### RECORDS PROVIDED
#![deny(missing_docs)]
#![deny(missing_debug_implementations)]

//! # lift
//!
//! A safe and easy to use asynchronous HTTP client library powered by
//! libcurl.
//!
//! - Synchronous single requests driven on the calling thread
//! - Asynchronous execution of very large request batches on one background
//!   reactor thread per [`Client`]
//! - Two-tier timeouts: a per-request deadline plus a longer connect budget
//! - Connection, DNS and TLS session reuse across clients via [`Share`]
//! - DNS overrides, proxies, TLS client certificates, transfer progress
//!   callbacks
//! - Completion delivery through one-shot futures or callbacks
//!
//! ## Synchronous requests
//!
//! ```rust,no_run
//! use lift::Request;
//!
//! let request = Request::new("http://www.example.com", None);
//! let response = request.perform(None);
//!
//! println!("{}", response.lift_status());
//! for header in response.headers() {
//!     println!("{header}");
//! }
//! ```
//!
//! ## Asynchronous requests
//!
//! A [`Client`] owns a background event loop that multiplexes every request
//! submitted to it. Ownership of a [`Request`] transfers into the client and
//! comes back through the completion sink, either a future:
//!
//! ```rust,no_run
//! use lift::{Client, Request};
//!
//! # fn main() -> Result<(), lift::Error> {
//! let client = Client::builder().build()?;
//!
//! let future = client.start_request(Request::new("http://www.example.com", None));
//! let (request, response) = futures::executor::block_on(future);
//! println!("{} -> {}", request.url(), response.lift_status());
//! # Ok(())
//! # }
//! ```
//!
//! or a callback invoked on the client's reactor thread:
//!
//! ```rust,no_run
//! use lift::{Client, Request};
//!
//! # fn main() -> Result<(), lift::Error> {
//! let client = Client::builder().build()?;
//!
//! client.start_request_with_callback(
//!     Request::new("http://www.example.com", None),
//!     |request, response| {
//!         println!("{} -> {}", request.url(), response.lift_status());
//!     },
//! );
//!
//! while !client.is_empty() {
//!     std::thread::yield_now();
//! }
//! # Ok(())
//! # }
//! ```
//!
//! Keep callbacks light: they run on the reactor thread and heavy work there
//! stalls every other in-flight transfer.
//!
//! ## Timeouts
//!
//! A request may carry a total timeout and a connect timeout. On a client,
//! when the effective connect budget exceeds the total timeout the user
//! observes the timeout at the total value (a synthetic `504` response with
//! [`LiftStatus::Timeout`]) while the transport quietly finishes winding the
//! connection down within the connect budget, keeping it available for
//! later requests. Without any timeout a request can block forever.

mod client;
mod client_pool;
mod error;
mod escape;
mod executor;
mod header;
mod init;
mod mime;
mod proxy;
mod query_builder;
mod request;
mod resolve;
mod response;
mod share;
mod status;
mod timeout;

pub mod http;

pub use self::client::{Client, ClientBuilder, ResponseFuture, ThreadEventHandler};
pub use self::client_pool::{ClientPool, ClientPoolBuilder};
pub use self::error::{Error, Result};
pub use self::escape::{escape, unescape, unescape_recurse};
pub use self::header::Header;
pub use self::http::{ConnectionType, ContentType, Method, StatusCode, Version};
pub use self::init::{global_cleanup, global_init, GlobalScopeGuard};
pub use self::mime::{MimeField, MimeFieldSource};
pub use self::proxy::{HttpAuthType, ProxyData, ProxyType};
pub use self::query_builder::QueryBuilder;
pub use self::request::{
    DebugInfoHandler, DebugInfoType, Request, SslCertType, TransferProgress,
    TransferProgressHandler,
};
pub use self::resolve::ResolveHost;
pub use self::response::Response;
pub use self::share::{Share, ShareOptions};
pub use self::status::LiftStatus;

### EXERCISE REQUIREMENTS
Set down, unchanged, only those lines above that fall between the line with "on one background" and the line with "certificates, transfer progress", the two end lines included.

### EXPECTED OUTPUT
//! - Asynchronous execution of very large request batches on one background
//!   reactor thread per [`Client`]
//! - Two-tier timeouts: a per-request deadline plus a longer connect budget
//! - Connection, DNS and TLS session reuse across clients via [`Share`]
//! - DNS overrides, proxies, TLS client certificates, transfer progress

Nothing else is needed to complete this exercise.